Hi, I’m John Rosenthal with Digital Color Graphics, a printing company outside of the Philadelphia area.  I’ve been in this business many years, a lot more than my wife wants me to talk about.
Prior to opening my own company about 15 years ago, I worked for Toppan Printing, if I’m allowed to mention names.  Toppan Printing, Toppan is the largest printer in the world, Japanese owned.  So I went from the largest printing company to the smallest printing company of one. 

And my background is large, high-end, high-quality major projects.  And I understand how large corporations think and act and function, because I came from one and I was also with several other large companies prior to being with Toppan.  It’s given me an opportunity, a different perspective on what they do and how they price things, not pricing in a dollar amount but just the concept of how they price things. 

And it’s a lot more different for a large company.  It’s not difficult if they want to do it, but they sometimes think, well, the cylinders cost us X number of dollars to turn them, and so therefore I want to get this amount of money to run this job, which is true.  We want it, also.  But we’re a lot more flexible when a customer comes and says you’ve quoted $1,000 and our budget’s $900.  It’s a lot easier for me to make this decision and move forward, because I know all of what's involved, the cost, the value added.  And sometimes these larger corporations, they're not as flexible.  They don't want to think in that realm.

So being able to make these decisions and move forward has been a real plus, because we don't let a lot of work get away.  We have an extremely high percentage of wind and when we were quoting.  We understand the market, or at least we try to think we do.  And my past experience with all the other companies, a lot of them, if they get 15 percent of what they quote is good.  If they get 20 percent, they’re ecstatic.  Well, I venture to say we’re probably 50 percent to 70 percent of the projects we quote we win.  Maybe there's a little negotiating.  But we understand the marketplace and our customers want to - part of the secret is they want to work with us.

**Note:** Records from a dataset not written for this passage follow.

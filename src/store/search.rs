//! Dataset search over data store descriptors

use crate::error::{Result, XcubeError};
use crate::store::descriptor::DatasetDescriptor;
use crate::utils::parse_datetime;
use serde::{Deserialize, Serialize};
use serde_json::{Map, Value};

/// A search request.
///
/// Supported parameters:
/// * `title`: case-insensitive substring of the `title` attribute
/// * `bbox`: `[x_min, y_min, x_max, y_max]` intersecting the dataset's bbox
/// * `time_range`: `[start, end]` overlapping the dataset's time range,
///   either bound may be `null`
///
/// Any other parameter must equal the dataset attribute of the same name.
#[derive(Debug, Clone, Default, PartialEq, Serialize, Deserialize)]
pub struct DatasetSearch {
    #[serde(default)]
    pub search_params: Map<String, Value>,
    #[serde(default, skip_serializing_if = "Option::is_none")]
    pub max_results: Option<usize>,
    #[serde(default, skip_serializing_if = "Option::is_none")]
    pub offset: Option<usize>,
}

impl DatasetSearch {
    pub fn new(search_params: Map<String, Value>) -> Self {
        Self {
            search_params,
            ..Self::default()
        }
    }

    pub fn with_max_results(mut self, max_results: usize) -> Self {
        self.max_results = Some(max_results);
        self
    }

    pub fn with_offset(mut self, offset: usize) -> Self {
        self.offset = Some(offset);
        self
    }

    /// Check whether a dataset matches all search parameters
    pub fn matches(&self, descriptor: &DatasetDescriptor) -> Result<bool> {
        for (name, value) in &self.search_params {
            let matched = match name.as_str() {
                "title" => {
                    let pattern = value.as_str().ok_or_else(|| invalid_param(name, value))?;
                    descriptor
                        .title()
                        .is_some_and(|t| t.to_lowercase().contains(&pattern.to_lowercase()))
                }
                "bbox" => {
                    let bbox = parse_bbox(value).ok_or_else(|| invalid_param(name, value))?;
                    descriptor.bbox.is_some_and(|ds_bbox| bbox_intersects(bbox, ds_bbox))
                }
                "time_range" => {
                    let (start, end) = parse_time_range(value)
                        .ok_or_else(|| invalid_param(name, value))?;
                    match &descriptor.time_range {
                        Some((ds_start, ds_end)) => {
                            let ds_start = parse_datetime(ds_start)?;
                            let ds_end = parse_datetime(ds_end)?;
                            let start = start.map(|s| parse_datetime(&s)).transpose()?;
                            let end = end.map(|e| parse_datetime(&e)).transpose()?;
                            start.map_or(true, |s| s <= ds_end) && end.map_or(true, |e| e >= ds_start)
                        }
                        None => false,
                    }
                }
                _ => descriptor.attrs.get(name) == Some(value),
            };
            if !matched {
                return Ok(false);
            }
        }
        Ok(true)
    }

    /// Apply offset and maximum count to all matching descriptors
    pub fn paginate(
        &self,
        service_id: impl Into<String>,
        matching: Vec<DatasetDescriptor>,
    ) -> DatasetSearchResult {
        let offset = self.offset.unwrap_or(0);
        let total = matching.len();
        let datasets: Vec<DatasetDescriptor> = matching
            .into_iter()
            .skip(offset)
            .take(self.max_results.unwrap_or(usize::MAX))
            .collect();
        let end = offset + datasets.len();
        DatasetSearchResult {
            search: self.clone(),
            offset,
            next_offset: (end < total).then_some(end),
            service_id: service_id.into(),
            datasets,
        }
    }
}

/// One page of search results
#[derive(Debug, Clone, PartialEq, Serialize, Deserialize)]
pub struct DatasetSearchResult {
    pub search: DatasetSearch,
    pub offset: usize,
    /// Offset of the next page, if more results exist
    pub next_offset: Option<usize>,
    pub service_id: String,
    pub datasets: Vec<DatasetDescriptor>,
}

fn invalid_param(name: &str, value: &Value) -> XcubeError {
    XcubeError::InvalidValue(format!("invalid search parameter {name}={value}"))
}

fn parse_bbox(value: &Value) -> Option<(f64, f64, f64, f64)> {
    match value.as_array()?.as_slice() {
        [x0, y0, x1, y1] => Some((x0.as_f64()?, y0.as_f64()?, x1.as_f64()?, y1.as_f64()?)),
        _ => None,
    }
}

fn parse_time_range(value: &Value) -> Option<(Option<String>, Option<String>)> {
    let bound = |v: &Value| match v {
        Value::Null => Some(None),
        Value::String(s) => Some(Some(s.clone())),
        _ => None,
    };
    match value.as_array()?.as_slice() {
        [start, end] => Some((bound(start)?, bound(end)?)),
        _ => None,
    }
}

fn bbox_intersects(a: (f64, f64, f64, f64), b: (f64, f64, f64, f64)) -> bool {
    a.0 <= b.2 && b.0 <= a.2 && a.1 <= b.3 && b.1 <= a.3
}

So if you have a $100,000 order and they want a 10 percent discount, that's $10,000 and that's a stretch.  Where if we have a $1,000 project and the customer wants 10 percent off, $100; well, $100 we’ll figure it out.  It may not be exactly $100 savings, but we’ll negotiate and make it work in the reality, because bottom line we’re not talking about the kinds of money that these large corporations are talking about to win and get jobs. 

Our customers like to work with us because we’re willing to be a little flexible.  This doesn't mean we’re dropping our price and putting us out of business.  But it gives us knowledge and experience and flexibility to try and capture as many jobs as we can.  It’s not about the pricing. 
My thought in mentioning this is that being a smaller company we have the flexibility to make instant decisions, and that's the relationship of what I was trying to compare with a small company and its clientele and the larger corporations where it’s not about the pricing.  But I have to believe.  I don't care how large they are.  And I had a project two years ago that I subcontracted to RR Donnelley.  And I asked them to adjust their price by $5,000, and they were willing to do it, because it was a pretty big project they won. 
So no matter who you are, even though you're trying to sell value added and services, price does come up for every company at some place, some time, somewhere.  And that's where the small company has its little edge to look at it quickly and make instant decisions and be able to make these moves where the large corporations can't do it quite so easily.